__Your task__.
Search the records for the string "missing". Copy each line where it occurs.

Given information below:

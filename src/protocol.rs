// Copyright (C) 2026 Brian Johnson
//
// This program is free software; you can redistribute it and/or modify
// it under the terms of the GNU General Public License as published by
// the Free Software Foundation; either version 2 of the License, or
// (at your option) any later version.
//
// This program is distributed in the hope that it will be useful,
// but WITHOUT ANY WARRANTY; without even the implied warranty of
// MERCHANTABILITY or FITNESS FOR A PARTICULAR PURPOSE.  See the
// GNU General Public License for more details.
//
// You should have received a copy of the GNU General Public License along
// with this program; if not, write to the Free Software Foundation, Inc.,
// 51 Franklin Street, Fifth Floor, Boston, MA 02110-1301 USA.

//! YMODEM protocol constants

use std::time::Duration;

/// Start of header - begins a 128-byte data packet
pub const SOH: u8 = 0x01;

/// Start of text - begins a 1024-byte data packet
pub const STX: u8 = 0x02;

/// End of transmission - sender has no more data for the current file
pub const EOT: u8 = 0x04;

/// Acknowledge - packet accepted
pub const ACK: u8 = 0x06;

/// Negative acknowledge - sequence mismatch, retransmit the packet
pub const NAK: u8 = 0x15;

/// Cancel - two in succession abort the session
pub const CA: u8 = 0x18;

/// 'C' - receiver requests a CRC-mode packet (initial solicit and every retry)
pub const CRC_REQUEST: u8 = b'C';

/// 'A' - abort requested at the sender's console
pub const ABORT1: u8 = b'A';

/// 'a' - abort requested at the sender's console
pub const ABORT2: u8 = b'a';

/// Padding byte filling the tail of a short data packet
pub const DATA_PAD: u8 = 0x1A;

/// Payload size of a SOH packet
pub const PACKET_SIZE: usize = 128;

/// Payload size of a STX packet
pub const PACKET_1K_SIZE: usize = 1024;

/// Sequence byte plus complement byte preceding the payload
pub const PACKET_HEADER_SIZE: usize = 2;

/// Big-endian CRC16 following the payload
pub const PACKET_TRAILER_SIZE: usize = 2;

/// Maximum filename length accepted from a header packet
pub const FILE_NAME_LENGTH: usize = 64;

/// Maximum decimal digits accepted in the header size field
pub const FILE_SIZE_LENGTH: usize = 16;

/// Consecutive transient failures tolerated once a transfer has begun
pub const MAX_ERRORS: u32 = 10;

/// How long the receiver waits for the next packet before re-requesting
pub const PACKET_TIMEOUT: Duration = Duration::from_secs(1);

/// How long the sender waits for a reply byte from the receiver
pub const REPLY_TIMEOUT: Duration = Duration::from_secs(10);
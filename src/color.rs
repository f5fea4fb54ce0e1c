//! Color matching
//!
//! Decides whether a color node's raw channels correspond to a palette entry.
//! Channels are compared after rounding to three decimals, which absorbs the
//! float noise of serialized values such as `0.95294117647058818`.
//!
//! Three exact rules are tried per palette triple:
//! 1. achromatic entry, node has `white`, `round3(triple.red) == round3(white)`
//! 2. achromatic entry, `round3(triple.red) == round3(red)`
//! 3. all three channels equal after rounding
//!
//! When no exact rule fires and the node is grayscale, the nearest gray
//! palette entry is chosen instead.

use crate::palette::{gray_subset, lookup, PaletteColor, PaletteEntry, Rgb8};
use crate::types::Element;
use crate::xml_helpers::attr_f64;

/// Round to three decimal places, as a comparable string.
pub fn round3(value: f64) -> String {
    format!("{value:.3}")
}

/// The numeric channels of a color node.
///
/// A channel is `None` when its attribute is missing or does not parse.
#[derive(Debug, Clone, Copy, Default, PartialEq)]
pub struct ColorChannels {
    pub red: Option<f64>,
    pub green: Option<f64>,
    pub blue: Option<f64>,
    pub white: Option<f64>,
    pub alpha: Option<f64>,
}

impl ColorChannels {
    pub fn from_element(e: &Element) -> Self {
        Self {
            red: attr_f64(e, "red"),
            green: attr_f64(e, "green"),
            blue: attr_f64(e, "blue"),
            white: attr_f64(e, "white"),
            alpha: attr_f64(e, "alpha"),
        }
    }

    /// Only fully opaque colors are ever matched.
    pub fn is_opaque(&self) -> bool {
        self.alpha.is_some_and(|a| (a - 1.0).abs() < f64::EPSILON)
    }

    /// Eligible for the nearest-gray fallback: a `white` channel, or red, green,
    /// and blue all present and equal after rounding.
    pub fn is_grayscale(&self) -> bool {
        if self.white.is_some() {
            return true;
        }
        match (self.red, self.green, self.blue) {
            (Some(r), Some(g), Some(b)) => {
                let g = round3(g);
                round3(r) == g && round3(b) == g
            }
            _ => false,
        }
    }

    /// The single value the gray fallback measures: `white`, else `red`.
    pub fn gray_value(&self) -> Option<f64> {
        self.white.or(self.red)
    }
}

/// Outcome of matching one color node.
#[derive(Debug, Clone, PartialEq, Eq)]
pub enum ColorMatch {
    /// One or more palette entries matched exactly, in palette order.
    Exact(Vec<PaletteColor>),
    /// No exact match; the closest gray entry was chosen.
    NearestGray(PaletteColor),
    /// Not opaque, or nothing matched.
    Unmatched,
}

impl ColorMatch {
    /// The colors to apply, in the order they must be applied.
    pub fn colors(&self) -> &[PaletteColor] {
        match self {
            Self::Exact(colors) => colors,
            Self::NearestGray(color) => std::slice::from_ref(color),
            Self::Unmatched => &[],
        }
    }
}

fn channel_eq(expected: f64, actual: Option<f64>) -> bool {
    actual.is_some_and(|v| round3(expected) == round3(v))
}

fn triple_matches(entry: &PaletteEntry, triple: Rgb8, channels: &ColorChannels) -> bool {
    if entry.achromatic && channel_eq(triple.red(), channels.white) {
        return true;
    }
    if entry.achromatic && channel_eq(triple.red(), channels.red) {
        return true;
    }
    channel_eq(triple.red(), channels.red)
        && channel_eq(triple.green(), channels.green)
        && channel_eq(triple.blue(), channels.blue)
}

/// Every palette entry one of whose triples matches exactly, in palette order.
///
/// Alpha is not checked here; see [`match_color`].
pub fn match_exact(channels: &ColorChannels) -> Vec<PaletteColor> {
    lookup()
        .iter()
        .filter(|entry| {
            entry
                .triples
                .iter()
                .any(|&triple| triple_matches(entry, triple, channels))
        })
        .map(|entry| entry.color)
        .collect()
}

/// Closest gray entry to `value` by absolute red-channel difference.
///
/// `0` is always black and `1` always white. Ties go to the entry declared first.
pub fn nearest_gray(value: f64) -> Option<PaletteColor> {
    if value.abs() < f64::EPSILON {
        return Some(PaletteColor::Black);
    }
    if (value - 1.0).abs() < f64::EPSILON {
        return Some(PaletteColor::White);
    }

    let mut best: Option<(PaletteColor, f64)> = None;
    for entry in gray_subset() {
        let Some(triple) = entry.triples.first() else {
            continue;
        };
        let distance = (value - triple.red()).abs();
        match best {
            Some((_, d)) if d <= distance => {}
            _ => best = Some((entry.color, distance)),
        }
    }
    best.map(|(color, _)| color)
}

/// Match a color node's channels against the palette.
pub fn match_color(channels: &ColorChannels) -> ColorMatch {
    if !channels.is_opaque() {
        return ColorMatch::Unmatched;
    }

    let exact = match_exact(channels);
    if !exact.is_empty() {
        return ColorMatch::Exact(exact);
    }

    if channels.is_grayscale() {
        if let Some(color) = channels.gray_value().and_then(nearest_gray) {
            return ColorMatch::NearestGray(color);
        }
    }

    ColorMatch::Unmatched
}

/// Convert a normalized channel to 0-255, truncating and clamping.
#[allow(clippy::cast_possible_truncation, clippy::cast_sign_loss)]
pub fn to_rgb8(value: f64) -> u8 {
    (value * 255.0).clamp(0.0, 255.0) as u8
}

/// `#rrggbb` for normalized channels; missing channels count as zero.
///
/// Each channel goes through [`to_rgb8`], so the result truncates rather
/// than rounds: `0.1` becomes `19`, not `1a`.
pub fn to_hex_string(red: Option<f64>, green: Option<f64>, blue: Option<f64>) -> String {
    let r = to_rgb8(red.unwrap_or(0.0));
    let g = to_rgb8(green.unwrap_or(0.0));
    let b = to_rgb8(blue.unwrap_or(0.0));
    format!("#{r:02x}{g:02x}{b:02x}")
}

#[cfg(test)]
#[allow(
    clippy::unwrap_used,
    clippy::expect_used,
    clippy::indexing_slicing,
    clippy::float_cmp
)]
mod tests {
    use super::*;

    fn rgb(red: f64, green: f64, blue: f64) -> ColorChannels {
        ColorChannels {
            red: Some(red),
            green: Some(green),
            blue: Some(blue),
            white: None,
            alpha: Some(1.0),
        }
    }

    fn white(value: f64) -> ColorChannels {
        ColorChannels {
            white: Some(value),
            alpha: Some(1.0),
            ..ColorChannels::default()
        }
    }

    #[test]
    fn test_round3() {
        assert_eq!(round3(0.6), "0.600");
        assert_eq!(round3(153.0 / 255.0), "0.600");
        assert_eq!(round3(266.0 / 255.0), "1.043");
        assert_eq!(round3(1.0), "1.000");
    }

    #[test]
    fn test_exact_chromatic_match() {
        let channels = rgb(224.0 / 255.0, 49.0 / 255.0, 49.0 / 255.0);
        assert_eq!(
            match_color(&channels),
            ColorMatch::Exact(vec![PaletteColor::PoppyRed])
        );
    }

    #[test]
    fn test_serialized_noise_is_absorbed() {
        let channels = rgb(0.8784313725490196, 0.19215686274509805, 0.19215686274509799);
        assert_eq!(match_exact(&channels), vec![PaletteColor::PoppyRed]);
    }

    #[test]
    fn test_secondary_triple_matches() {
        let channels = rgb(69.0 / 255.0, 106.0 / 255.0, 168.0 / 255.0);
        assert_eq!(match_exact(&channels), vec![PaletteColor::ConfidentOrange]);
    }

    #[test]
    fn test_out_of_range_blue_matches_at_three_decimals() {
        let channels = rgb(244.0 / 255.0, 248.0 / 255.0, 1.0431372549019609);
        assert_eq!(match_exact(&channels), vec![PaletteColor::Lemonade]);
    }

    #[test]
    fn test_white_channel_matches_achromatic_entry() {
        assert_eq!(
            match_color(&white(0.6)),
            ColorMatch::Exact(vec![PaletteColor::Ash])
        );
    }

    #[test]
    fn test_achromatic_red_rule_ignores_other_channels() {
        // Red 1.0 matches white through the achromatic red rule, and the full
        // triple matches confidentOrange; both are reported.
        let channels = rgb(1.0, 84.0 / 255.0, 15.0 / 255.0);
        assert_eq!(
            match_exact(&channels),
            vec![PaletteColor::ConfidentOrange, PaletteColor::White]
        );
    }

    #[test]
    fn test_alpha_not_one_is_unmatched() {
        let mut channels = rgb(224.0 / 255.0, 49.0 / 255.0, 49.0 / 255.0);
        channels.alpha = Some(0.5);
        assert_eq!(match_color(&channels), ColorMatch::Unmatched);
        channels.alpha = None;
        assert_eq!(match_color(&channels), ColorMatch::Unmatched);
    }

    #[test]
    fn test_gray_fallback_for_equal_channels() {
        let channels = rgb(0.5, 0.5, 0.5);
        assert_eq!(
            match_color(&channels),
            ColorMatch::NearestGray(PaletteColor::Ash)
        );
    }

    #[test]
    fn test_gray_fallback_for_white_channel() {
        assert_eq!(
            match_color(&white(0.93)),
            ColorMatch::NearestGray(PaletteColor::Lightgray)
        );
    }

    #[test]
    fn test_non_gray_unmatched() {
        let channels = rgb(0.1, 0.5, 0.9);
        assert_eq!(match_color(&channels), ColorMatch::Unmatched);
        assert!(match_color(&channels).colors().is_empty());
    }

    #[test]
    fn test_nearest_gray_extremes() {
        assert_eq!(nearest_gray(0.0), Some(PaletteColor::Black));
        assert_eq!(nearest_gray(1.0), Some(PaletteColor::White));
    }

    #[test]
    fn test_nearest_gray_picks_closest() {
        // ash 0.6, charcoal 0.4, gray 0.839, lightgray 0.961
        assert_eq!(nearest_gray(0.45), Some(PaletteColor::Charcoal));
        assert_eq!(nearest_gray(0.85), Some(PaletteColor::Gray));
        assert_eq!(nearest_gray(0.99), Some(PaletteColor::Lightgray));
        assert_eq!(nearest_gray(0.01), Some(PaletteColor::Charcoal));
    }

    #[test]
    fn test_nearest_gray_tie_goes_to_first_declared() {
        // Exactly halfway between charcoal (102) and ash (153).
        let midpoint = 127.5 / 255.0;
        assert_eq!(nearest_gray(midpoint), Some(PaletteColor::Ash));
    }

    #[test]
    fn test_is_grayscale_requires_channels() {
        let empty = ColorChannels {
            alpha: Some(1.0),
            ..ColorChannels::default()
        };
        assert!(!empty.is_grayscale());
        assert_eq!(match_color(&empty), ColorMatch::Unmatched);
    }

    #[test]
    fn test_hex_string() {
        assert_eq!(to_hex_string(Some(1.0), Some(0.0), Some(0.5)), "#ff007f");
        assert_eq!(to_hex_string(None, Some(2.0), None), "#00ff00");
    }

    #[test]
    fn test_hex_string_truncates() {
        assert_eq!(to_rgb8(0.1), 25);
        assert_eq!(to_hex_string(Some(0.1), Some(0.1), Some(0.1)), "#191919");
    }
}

End of Given information.

__Your response__.
/// A channel is `None` when its attribute is missing or does not parse.
/// `#rrggbb` for normalized channels; missing channels count as zero.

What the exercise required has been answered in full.